_DATA FOR REVIEW_.
use std::collections::HashMap;

use axum::{
    Json,
    extract::{Path, Query, State},
    http::StatusCode,
};
use rusqlite::Connection;

use dsicola_api::db;
use dsicola_api::{
    AulaListQuery, AulaResponse, Capability, CreateAulaRequest, ListResponse, PresencaLoteRequest,
    PresencaLoteResponse, PresencaResponse, PresencaStatus, ResumoPresencaQuery,
    ResumoPresencaResponse, Role, service,
};
use dsicola_core::attendance::{ResumoFrequencia, validate_quantidade};

use super::auth::AuthUser;
use super::{is_enrolled, load_plano, new_id, plano_aberto};
use crate::error::ApiErr;
use crate::rows;
use crate::storage::{Db, sq_execute, sq_query_map, sq_query_opt};

fn load_aula(conn: &Connection, inst: &str, id: &str) -> Result<AulaResponse, ApiErr> {
    sq_query_opt(conn, db::aulas::get(inst, id), rows::aula)
        .map_err(ApiErr::from_db("load aula"))?
        .ok_or_else(|| ApiErr::not_found("aula not found"))
}

/// Log a lesson given under an approved plan.
pub async fn create_aula(
    State(db): State<Db>,
    user: AuthUser,
    Json(req): Json<CreateAulaRequest>,
) -> Result<(StatusCode, Json<AulaResponse>), ApiErr> {
    user.require(Capability::RecordAttendance)?;
    let inst = user.tenant()?;
    let data = service::parse_date("data", &req.data)?;
    let conteudo = service::validate_text("conteudo", &req.conteudo, 2000)?;
    let quantidade = validate_quantidade(req.quantidade.unwrap_or(1))?;

    let conn = db.conn();
    let plano = plano_aberto(&conn, &user, &req.plano_id, req.periodo)?;

    let id = new_id();
    sq_execute(
        &conn,
        db::aulas::insert(
            inst,
            &db::aulas::NewAula {
                id: &id,
                plano_id: &plano.id,
                data: &service::format_date(data),
                periodo: req.periodo.as_str(),
                conteudo: &conteudo,
                quantidade,
                created_by: &user.user_id,
            },
        ),
    )
    .map_err(ApiErr::from_db("insert aula"))?;

    Ok((StatusCode::CREATED, Json(load_aula(&conn, inst, &id)?)))
}

pub async fn list_aulas(
    State(db): State<Db>,
    user: AuthUser,
    Query(q): Query<AulaListQuery>,
) -> Result<Json<ListResponse<AulaResponse>>, ApiErr> {
    let inst = user.tenant()?;
    let conn = db.conn();
    let items = sq_query_map(&conn, db::aulas::list(inst, q.plano_id.as_deref()), rows::aula)
        .map_err(ApiErr::from_db("list aulas"))?;
    Ok(Json(items.into()))
}

/// Record attendance for a logged lesson. Re-sending a student overwrites
/// their previous record.
pub async fn lancar_presencas(
    State(db): State<Db>,
    user: AuthUser,
    Json(req): Json<PresencaLoteRequest>,
) -> Result<Json<PresencaLoteResponse>, ApiErr> {
    user.require(Capability::RecordAttendance)?;
    let inst = user.tenant()?;
    if req.presencas.is_empty() {
        return Err(ApiErr::bad_request("presencas must not be empty"));
    }

    let mut conn = db.conn();
    let aula = load_aula(&conn, inst, &req.aula_id)?;
    let plano = plano_aberto(&conn, &user, &aula.plano_id, aula.periodo)?;
    for p in &req.presencas {
        if !is_enrolled(&conn, inst, &plano.turma_id, &p.aluno_id)? {
            return Err(ApiErr::bad_request(format!(
                "aluno {} is not enrolled in the turma",
                p.aluno_id
            )));
        }
    }

    let tx = conn
        .transaction()
        .map_err(ApiErr::from_db("begin transaction"))?;
    for p in &req.presencas {
        let observacao = service::optional_text(p.observacao.as_deref());
        sq_execute(
            &tx,
            db::aulas::upsert_presenca(
                inst,
                &new_id(),
                &aula.id,
                &p.aluno_id,
                p.status.as_str(),
                observacao.as_deref(),
            ),
        )
        .map_err(ApiErr::from_db("upsert presenca"))?;
    }
    tx.commit().map_err(ApiErr::from_db("commit presencas"))?;

    Ok(Json(PresencaLoteResponse {
        aula_id: aula.id,
        gravadas: req.presencas.len(),
    }))
}

pub async fn list_presencas(
    State(db): State<Db>,
    user: AuthUser,
    Path(aula_id): Path<String>,
) -> Result<Json<ListResponse<PresencaResponse>>, ApiErr> {
    let inst = user.tenant()?;
    let conn = db.conn();
    load_aula(&conn, inst, &aula_id)?;
    let mut items = sq_query_map(&conn, db::aulas::list_presencas(inst, &aula_id), rows::presenca)
        .map_err(ApiErr::from_db("list presencas"))?;
    if user.is(Role::Aluno) {
        items.retain(|p| p.aluno_id == user.user_id);
    }
    Ok(Json(items.into()))
}

/// Attendance under a plan, keyed by `aluno_id`.
pub(crate) fn frequencias(
    conn: &Connection,
    inst: &str,
    plano_id: &str,
    aluno_id: Option<&str>,
) -> Result<HashMap<String, ResumoFrequencia>, ApiErr> {
    let registos = sq_query_map(
        conn,
        db::relatorios::frequencia_do_plano(inst, plano_id, aluno_id),
        |row| {
            Ok((
                row.get::<_, String>(0)?,
                rows::enum_col::<PresencaStatus>(row, 1)?,
                row.get::<_, i64>(2)?,
            ))
        },
    )
    .map_err(ApiErr::from_db("load attendance"))?;

    let mut por_aluno: HashMap<String, ResumoFrequencia> = HashMap::new();
    for (aluno, status, total) in registos {
        por_aluno.entry(aluno).or_default().registar(status, total);
    }
    Ok(por_aluno)
}

/// Attendance rate of every student enrolled in the plan's turma.
pub async fn resumo_presencas(
    State(db): State<Db>,
    user: AuthUser,
    Query(q): Query<ResumoPresencaQuery>,
) -> Result<Json<ListResponse<ResumoPresencaResponse>>, ApiErr> {
    let inst = user.tenant()?;
    let conn = db.conn();
    let plano = load_plano(&conn, inst, &q.plano_id)?;
    let so_aluno = user.is(Role::Aluno).then_some(user.user_id.as_str());
    if user.is(Role::Professor) && plano.professor_id != user.user_id {
        return Err(ApiErr::forbidden("plano de ensino belongs to another professor"));
    }

    let por_aluno = frequencias(&conn, inst, &plano.id, so_aluno)?;
    let alunos = sq_query_map(&conn, db::turmas::list_alunos(inst, &plano.turma_id), rows::aluno_turma)
        .map_err(ApiErr::from_db("list alunos da turma"))?;

    let items = alunos
        .into_iter()
        .filter(|a| so_aluno.is_none_or(|id| id == a.aluno_id))
        .map(|a| {
            let resumo = por_aluno.get(&a.aluno_id).copied().unwrap_or_default();
            ResumoPresencaResponse {
                aluno_id: a.aluno_id,
                aluno_nome: a.nome,
                aulas: resumo.aulas,
                presencas: resumo.presencas,
                faltas: resumo.faltas,
                justificadas: resumo.justificadas,
                frequencia: resumo.frequencia(),
                abaixo_do_minimo: resumo.abaixo_do_minimo(),
            }
        })
        .collect::<Vec<_>>();
    Ok(Json(items.into()))
}
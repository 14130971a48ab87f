//! Library loans.

use chrono::NaiveDate;

use crate::RuleError;

text_enum! {
    pub enum EmprestimoStatus {
        Ativo => "ATIVO",
        Devolvido => "DEVOLVIDO",
    }
}

#[derive(Debug, Clone, Copy, PartialEq, Eq)]
pub struct PoliticaEmprestimo {
    pub dias_emprestimo: i64,
    pub max_ativos: i64,
}

impl Default for PoliticaEmprestimo {
    fn default() -> Self {
        Self {
            dias_emprestimo: 14,
            max_ativos: 3,
        }
    }
}

impl PoliticaEmprestimo {
    pub fn data_prevista(&self, hoje: NaiveDate) -> NaiveDate {
        hoje + chrono::Duration::days(self.dias_emprestimo)
    }

    /// `ativos` and `atrasados` are the borrower's current loans.
    pub fn check_emprestimo(
        &self,
        disponiveis: i64,
        ativos: i64,
        atrasados: i64,
    ) -> Result<(), RuleError> {
        if disponiveis <= 0 {
            return Err(RuleError::precondition("no copies available"));
        }
        if atrasados > 0 {
            return Err(RuleError::precondition(
                "borrower has overdue loans",
            ));
        }
        if ativos >= self.max_ativos {
            return Err(RuleError::precondition(format!(
                "borrower already has {ativos} active loans (max {})",
                self.max_ativos
            )));
        }
        Ok(())
    }
}

pub fn check_devolucao(status: EmprestimoStatus) -> Result<(), RuleError> {
    match status {
        EmprestimoStatus::Ativo => Ok(()),
        EmprestimoStatus::Devolvido => Err(RuleError::InvalidTransition {
            action: "return item",
            state: "loan is already DEVOLVIDO".into(),
        }),
    }
}

/// A loan is overdue while active past its due date.
pub fn atrasado(status: EmprestimoStatus, prevista: NaiveDate, hoje: NaiveDate) -> bool {
    status == EmprestimoStatus::Ativo && hoje > prevista
}

pub fn validate_quantidade_total(quantidade: i64) -> Result<i64, RuleError> {
    if !(1..=10_000).contains(&quantidade) {
        return Err(RuleError::invalid("quantidade_total", "must be between 1 and 10000"));
    }
    Ok(quantidade)
}

#[cfg(test)]
mod tests {
    use super::*;
    use crate::testing::date;

    #[test]
    fn due_date() {
        let p = PoliticaEmprestimo::default();
        assert_eq!(p.data_prevista(date("2026-03-01")), date("2026-03-15"));
    }

    #[test]
    fn loan_rules() {
        let p = PoliticaEmprestimo::default();
        assert!(p.check_emprestimo(1, 0, 0).is_ok());
        assert!(p.check_emprestimo(0, 0, 0).is_err());
        assert!(p.check_emprestimo(2, 3, 0).is_err());
        assert!(p.check_emprestimo(2, 1, 1).is_err());
    }

    #[test]
    fn overdue_only_while_active() {
        let prevista = date("2026-03-15");
        assert!(!atrasado(EmprestimoStatus::Ativo, prevista, date("2026-03-15")));
        assert!(atrasado(EmprestimoStatus::Ativo, prevista, date("2026-03-16")));
        assert!(!atrasado(EmprestimoStatus::Devolvido, prevista, date("2026-04-01")));
    }

    #[test]
    fn return_once() {
        assert!(check_devolucao(EmprestimoStatus::Ativo).is_ok());
        assert!(check_devolucao(EmprestimoStatus::Devolvido).is_err());
    }
}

_YOUR GOAL_.
Filter the entries down to the lines with the word "crate" in them, and copy those lines.

_SOLUTION TO THIS EXERCISE_.
use crate::error::ApiErr;
use crate::rows;
use crate::storage::{Db, sq_execute, sq_query_map, sq_query_opt};
pub(crate) fn frequencias(
use crate::RuleError;
    use crate::testing::date;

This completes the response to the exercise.